Dataset excerpts:
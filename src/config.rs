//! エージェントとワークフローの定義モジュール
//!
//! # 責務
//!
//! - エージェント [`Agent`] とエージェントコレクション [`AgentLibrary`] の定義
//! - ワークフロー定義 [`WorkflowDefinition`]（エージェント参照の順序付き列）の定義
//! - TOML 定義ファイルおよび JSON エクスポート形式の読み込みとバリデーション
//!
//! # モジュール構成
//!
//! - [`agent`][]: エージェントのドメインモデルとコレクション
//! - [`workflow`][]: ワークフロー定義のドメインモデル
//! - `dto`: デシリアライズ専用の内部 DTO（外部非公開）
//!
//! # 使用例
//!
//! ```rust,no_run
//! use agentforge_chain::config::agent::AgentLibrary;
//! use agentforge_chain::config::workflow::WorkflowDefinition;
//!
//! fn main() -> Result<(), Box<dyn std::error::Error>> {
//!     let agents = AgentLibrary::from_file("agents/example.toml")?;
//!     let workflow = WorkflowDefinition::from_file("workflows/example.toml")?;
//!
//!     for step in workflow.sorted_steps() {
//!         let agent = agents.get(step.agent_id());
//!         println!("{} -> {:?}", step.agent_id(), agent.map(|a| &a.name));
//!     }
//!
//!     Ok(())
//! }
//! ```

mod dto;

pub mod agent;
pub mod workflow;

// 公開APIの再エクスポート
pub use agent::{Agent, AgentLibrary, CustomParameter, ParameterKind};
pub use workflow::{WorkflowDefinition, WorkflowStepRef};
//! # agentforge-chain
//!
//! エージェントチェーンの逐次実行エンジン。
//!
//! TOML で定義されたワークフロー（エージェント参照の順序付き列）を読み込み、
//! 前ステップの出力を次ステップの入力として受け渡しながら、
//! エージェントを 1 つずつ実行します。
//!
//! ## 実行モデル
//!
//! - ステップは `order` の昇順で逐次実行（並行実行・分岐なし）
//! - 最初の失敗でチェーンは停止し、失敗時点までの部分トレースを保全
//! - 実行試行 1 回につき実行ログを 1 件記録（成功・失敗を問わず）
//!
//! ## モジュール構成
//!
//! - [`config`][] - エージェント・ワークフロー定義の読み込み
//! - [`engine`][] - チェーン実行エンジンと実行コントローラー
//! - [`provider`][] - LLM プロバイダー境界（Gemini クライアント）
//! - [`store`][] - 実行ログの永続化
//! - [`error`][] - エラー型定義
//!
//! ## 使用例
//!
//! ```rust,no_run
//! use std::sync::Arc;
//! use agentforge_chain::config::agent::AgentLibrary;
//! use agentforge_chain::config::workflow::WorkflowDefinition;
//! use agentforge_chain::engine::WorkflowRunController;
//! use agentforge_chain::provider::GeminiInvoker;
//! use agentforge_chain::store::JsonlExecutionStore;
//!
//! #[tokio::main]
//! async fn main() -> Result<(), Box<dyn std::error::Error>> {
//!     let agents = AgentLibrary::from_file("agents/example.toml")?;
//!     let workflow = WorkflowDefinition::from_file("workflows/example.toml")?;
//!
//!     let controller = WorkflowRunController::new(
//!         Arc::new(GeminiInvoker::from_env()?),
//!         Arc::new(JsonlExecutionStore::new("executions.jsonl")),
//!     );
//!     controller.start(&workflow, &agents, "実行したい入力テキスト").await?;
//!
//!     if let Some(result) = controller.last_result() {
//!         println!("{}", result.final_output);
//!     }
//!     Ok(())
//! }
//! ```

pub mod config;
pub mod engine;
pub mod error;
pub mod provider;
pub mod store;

Exercise: Copy each line of the listing that contains the string "error".

Answer box:
//! fn main() -> Result<(), Box<dyn std::error::Error>> {
//! - [`error`][] - エラー型定義
//! async fn main() -> Result<(), Box<dyn std::error::Error>> {
pub mod error;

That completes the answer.